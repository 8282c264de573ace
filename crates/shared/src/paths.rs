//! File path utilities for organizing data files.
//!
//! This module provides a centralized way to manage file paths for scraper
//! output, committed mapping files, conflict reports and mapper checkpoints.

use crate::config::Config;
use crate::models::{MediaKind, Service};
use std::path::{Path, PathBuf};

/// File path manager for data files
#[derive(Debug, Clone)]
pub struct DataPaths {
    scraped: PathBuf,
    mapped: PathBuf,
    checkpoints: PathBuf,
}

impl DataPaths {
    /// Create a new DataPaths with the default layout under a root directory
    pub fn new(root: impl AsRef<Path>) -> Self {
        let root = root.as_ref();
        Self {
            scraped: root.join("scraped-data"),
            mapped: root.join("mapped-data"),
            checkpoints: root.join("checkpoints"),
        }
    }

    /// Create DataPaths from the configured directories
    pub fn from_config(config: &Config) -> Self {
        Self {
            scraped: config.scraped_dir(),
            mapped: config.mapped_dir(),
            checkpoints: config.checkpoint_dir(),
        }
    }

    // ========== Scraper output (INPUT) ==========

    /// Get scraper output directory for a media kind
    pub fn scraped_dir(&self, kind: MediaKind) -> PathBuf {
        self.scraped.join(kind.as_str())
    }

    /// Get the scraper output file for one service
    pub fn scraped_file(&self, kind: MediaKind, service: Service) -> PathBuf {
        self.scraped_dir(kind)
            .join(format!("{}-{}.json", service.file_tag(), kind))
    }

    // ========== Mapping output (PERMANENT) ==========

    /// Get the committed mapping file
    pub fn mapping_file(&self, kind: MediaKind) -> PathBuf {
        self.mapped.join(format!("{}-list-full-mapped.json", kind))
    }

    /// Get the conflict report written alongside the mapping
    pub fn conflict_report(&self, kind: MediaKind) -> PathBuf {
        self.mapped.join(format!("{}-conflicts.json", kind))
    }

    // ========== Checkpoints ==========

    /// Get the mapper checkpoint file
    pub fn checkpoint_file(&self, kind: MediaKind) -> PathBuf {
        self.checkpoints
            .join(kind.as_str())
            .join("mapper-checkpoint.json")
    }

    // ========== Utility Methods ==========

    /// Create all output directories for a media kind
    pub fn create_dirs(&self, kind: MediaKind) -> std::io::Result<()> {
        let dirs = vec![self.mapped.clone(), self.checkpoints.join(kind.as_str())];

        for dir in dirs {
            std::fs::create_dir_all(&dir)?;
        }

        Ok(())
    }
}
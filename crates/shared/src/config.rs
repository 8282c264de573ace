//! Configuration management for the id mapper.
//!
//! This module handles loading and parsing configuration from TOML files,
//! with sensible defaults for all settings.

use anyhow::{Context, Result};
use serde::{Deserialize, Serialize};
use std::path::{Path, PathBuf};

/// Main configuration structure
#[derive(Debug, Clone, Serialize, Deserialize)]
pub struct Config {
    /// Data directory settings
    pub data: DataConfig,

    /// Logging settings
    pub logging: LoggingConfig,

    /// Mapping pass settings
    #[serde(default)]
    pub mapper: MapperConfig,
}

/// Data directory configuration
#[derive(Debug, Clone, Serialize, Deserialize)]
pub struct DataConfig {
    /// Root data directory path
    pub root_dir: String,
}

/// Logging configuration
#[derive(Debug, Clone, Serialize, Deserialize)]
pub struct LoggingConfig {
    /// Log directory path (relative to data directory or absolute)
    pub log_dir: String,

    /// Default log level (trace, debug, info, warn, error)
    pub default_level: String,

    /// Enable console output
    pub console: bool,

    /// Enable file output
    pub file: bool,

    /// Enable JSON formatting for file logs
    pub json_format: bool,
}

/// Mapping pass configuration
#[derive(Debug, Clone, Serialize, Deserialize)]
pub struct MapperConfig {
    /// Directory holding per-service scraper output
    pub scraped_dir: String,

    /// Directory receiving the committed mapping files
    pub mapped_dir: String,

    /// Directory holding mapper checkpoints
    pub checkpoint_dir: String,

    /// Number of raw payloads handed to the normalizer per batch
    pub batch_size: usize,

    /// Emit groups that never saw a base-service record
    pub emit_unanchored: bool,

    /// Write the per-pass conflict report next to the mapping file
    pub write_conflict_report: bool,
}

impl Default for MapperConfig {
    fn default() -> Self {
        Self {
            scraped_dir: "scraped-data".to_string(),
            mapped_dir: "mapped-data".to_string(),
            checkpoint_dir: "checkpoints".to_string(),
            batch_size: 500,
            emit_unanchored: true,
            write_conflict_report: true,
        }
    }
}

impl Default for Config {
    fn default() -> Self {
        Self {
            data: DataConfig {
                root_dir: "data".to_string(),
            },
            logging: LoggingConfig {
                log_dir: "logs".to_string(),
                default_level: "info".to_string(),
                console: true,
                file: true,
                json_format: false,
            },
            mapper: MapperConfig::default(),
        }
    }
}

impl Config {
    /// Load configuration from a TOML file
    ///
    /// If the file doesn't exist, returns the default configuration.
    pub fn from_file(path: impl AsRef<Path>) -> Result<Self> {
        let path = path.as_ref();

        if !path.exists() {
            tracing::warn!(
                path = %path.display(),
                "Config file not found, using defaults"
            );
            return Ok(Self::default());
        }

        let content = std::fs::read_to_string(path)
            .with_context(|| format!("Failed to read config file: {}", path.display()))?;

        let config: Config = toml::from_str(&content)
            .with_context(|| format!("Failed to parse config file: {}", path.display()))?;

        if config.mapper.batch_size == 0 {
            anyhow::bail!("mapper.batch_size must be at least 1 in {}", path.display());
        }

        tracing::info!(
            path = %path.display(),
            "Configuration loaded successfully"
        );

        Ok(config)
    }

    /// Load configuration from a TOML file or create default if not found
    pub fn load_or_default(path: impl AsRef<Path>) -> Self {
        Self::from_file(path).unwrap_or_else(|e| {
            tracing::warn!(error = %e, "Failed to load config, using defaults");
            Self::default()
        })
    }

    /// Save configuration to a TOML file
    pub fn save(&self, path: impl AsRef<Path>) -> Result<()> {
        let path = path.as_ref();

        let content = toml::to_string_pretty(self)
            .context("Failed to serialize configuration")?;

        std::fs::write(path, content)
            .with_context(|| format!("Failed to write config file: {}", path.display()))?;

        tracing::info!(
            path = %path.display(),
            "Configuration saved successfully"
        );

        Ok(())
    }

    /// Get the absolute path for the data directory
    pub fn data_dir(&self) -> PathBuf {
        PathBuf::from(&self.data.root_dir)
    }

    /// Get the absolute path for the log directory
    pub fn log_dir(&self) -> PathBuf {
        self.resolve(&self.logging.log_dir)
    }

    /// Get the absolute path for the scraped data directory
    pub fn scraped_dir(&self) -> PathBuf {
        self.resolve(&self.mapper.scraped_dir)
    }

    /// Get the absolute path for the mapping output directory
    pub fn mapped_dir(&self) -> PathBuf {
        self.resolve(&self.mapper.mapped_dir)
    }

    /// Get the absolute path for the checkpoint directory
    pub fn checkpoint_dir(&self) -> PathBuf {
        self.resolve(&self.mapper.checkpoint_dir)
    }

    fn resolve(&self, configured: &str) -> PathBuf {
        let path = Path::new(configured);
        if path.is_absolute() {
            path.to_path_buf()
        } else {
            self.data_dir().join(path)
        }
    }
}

◆ ◆ ◆ ◆ ◆ ◆ ◆

TASK DESCRIPTION:
Reproduce the entries above in full, so that each one reads exactly as before.

OUTPUT OF THE EXERCISE:
repository 8282c264de573ace
filename crates/shared/src/paths.rs
//! File path utilities for organizing data files.
//!
//! This module provides a centralized way to manage file paths for scraper
//! output, committed mapping files, conflict reports and mapper checkpoints.

use crate::config::Config;
use crate::models::{MediaKind, Service};
use std::path::{Path, PathBuf};

/// File path manager for data files
#[derive(Debug, Clone)]
pub struct DataPaths {
    scraped: PathBuf,
    mapped: PathBuf,
    checkpoints: PathBuf,
}

impl DataPaths {
    /// Create a new DataPaths with the default layout under a root directory
    pub fn new(root: impl AsRef<Path>) -> Self {
        let root = root.as_ref();
        Self {
            scraped: root.join("scraped-data"),
            mapped: root.join("mapped-data"),
            checkpoints: root.join("checkpoints"),
        }
    }

    /// Create DataPaths from the configured directories
    pub fn from_config(config: &Config) -> Self {
        Self {
            scraped: config.scraped_dir(),
            mapped: config.mapped_dir(),
            checkpoints: config.checkpoint_dir(),
        }
    }

    // ========== Scraper output (INPUT) ==========

    /// Get scraper output directory for a media kind
    pub fn scraped_dir(&self, kind: MediaKind) -> PathBuf {
        self.scraped.join(kind.as_str())
    }

    /// Get the scraper output file for one service
    pub fn scraped_file(&self, kind: MediaKind, service: Service) -> PathBuf {
        self.scraped_dir(kind)
            .join(format!("{}-{}.json", service.file_tag(), kind))
    }

    // ========== Mapping output (PERMANENT) ==========

    /// Get the committed mapping file
    pub fn mapping_file(&self, kind: MediaKind) -> PathBuf {
        self.mapped.join(format!("{}-list-full-mapped.json", kind))
    }

    /// Get the conflict report written alongside the mapping
    pub fn conflict_report(&self, kind: MediaKind) -> PathBuf {
        self.mapped.join(format!("{}-conflicts.json", kind))
    }

    // ========== Checkpoints ==========

    /// Get the mapper checkpoint file
    pub fn checkpoint_file(&self, kind: MediaKind) -> PathBuf {
        self.checkpoints
            .join(kind.as_str())
            .join("mapper-checkpoint.json")
    }

    // ========== Utility Methods ==========

    /// Create all output directories for a media kind
    pub fn create_dirs(&self, kind: MediaKind) -> std::io::Result<()> {
        let dirs = vec![self.mapped.clone(), self.checkpoints.join(kind.as_str())];

        for dir in dirs {
            std::fs::create_dir_all(&dir)?;
        }

        Ok(())
    }
}
filename crates/shared/src/config.rs
repository 8282c264de573ace
//! Configuration management for the id mapper.
//!
//! This module handles loading and parsing configuration from TOML files,
//! with sensible defaults for all settings.

use anyhow::{Context, Result};
use serde::{Deserialize, Serialize};
use std::path::{Path, PathBuf};

/// Main configuration structure
#[derive(Debug, Clone, Serialize, Deserialize)]
pub struct Config {
    /// Data directory settings
    pub data: DataConfig,

    /// Logging settings
    pub logging: LoggingConfig,

    /// Mapping pass settings
    #[serde(default)]
    pub mapper: MapperConfig,
}

/// Data directory configuration
#[derive(Debug, Clone, Serialize, Deserialize)]
pub struct DataConfig {
    /// Root data directory path
    pub root_dir: String,
}

/// Logging configuration
#[derive(Debug, Clone, Serialize, Deserialize)]
pub struct LoggingConfig {
    /// Log directory path (relative to data directory or absolute)
    pub log_dir: String,

    /// Default log level (trace, debug, info, warn, error)
    pub default_level: String,

    /// Enable console output
    pub console: bool,

    /// Enable file output
    pub file: bool,

    /// Enable JSON formatting for file logs
    pub json_format: bool,
}

/// Mapping pass configuration
#[derive(Debug, Clone, Serialize, Deserialize)]
pub struct MapperConfig {
    /// Directory holding per-service scraper output
    pub scraped_dir: String,

    /// Directory receiving the committed mapping files
    pub mapped_dir: String,

    /// Directory holding mapper checkpoints
    pub checkpoint_dir: String,

    /// Number of raw payloads handed to the normalizer per batch
    pub batch_size: usize,

    /// Emit groups that never saw a base-service record
    pub emit_unanchored: bool,

    /// Write the per-pass conflict report next to the mapping file
    pub write_conflict_report: bool,
}

impl Default for MapperConfig {
    fn default() -> Self {
        Self {
            scraped_dir: "scraped-data".to_string(),
            mapped_dir: "mapped-data".to_string(),
            checkpoint_dir: "checkpoints".to_string(),
            batch_size: 500,
            emit_unanchored: true,
            write_conflict_report: true,
        }
    }
}

impl Default for Config {
    fn default() -> Self {
        Self {
            data: DataConfig {
                root_dir: "data".to_string(),
            },
            logging: LoggingConfig {
                log_dir: "logs".to_string(),
                default_level: "info".to_string(),
                console: true,
                file: true,
                json_format: false,
            },
            mapper: MapperConfig::default(),
        }
    }
}

impl Config {
    /// Load configuration from a TOML file
    ///
    /// If the file doesn't exist, returns the default configuration.
    pub fn from_file(path: impl AsRef<Path>) -> Result<Self> {
        let path = path.as_ref();

        if !path.exists() {
            tracing::warn!(
                path = %path.display(),
                "Config file not found, using defaults"
            );
            return Ok(Self::default());
        }

        let content = std::fs::read_to_string(path)
            .with_context(|| format!("Failed to read config file: {}", path.display()))?;

        let config: Config = toml::from_str(&content)
            .with_context(|| format!("Failed to parse config file: {}", path.display()))?;

        if config.mapper.batch_size == 0 {
            anyhow::bail!("mapper.batch_size must be at least 1 in {}", path.display());
        }

        tracing::info!(
            path = %path.display(),
            "Configuration loaded successfully"
        );

        Ok(config)
    }

    /// Load configuration from a TOML file or create default if not found
    pub fn load_or_default(path: impl AsRef<Path>) -> Self {
        Self::from_file(path).unwrap_or_else(|e| {
            tracing::warn!(error = %e, "Failed to load config, using defaults");
            Self::default()
        })
    }

    /// Save configuration to a TOML file
    pub fn save(&self, path: impl AsRef<Path>) -> Result<()> {
        let path = path.as_ref();

        let content = toml::to_string_pretty(self)
            .context("Failed to serialize configuration")?;

        std::fs::write(path, content)
            .with_context(|| format!("Failed to write config file: {}", path.display()))?;

        tracing::info!(
            path = %path.display(),
            "Configuration saved successfully"
        );

        Ok(())
    }

    /// Get the absolute path for the data directory
    pub fn data_dir(&self) -> PathBuf {
        PathBuf::from(&self.data.root_dir)
    }

    /// Get the absolute path for the log directory
    pub fn log_dir(&self) -> PathBuf {
        self.resolve(&self.logging.log_dir)
    }

    /// Get the absolute path for the scraped data directory
    pub fn scraped_dir(&self) -> PathBuf {
        self.resolve(&self.mapper.scraped_dir)
    }

    /// Get the absolute path for the mapping output directory
    pub fn mapped_dir(&self) -> PathBuf {
        self.resolve(&self.mapper.mapped_dir)
    }

    /// Get the absolute path for the checkpoint directory
    pub fn checkpoint_dir(&self) -> PathBuf {
        self.resolve(&self.mapper.checkpoint_dir)
    }

    fn resolve(&self, configured: &str) -> PathBuf {
        let path = Path::new(configured);
        if path.is_absolute() {
            path.to_path_buf()
        } else {
            self.data_dir().join(path)
        }
    }
}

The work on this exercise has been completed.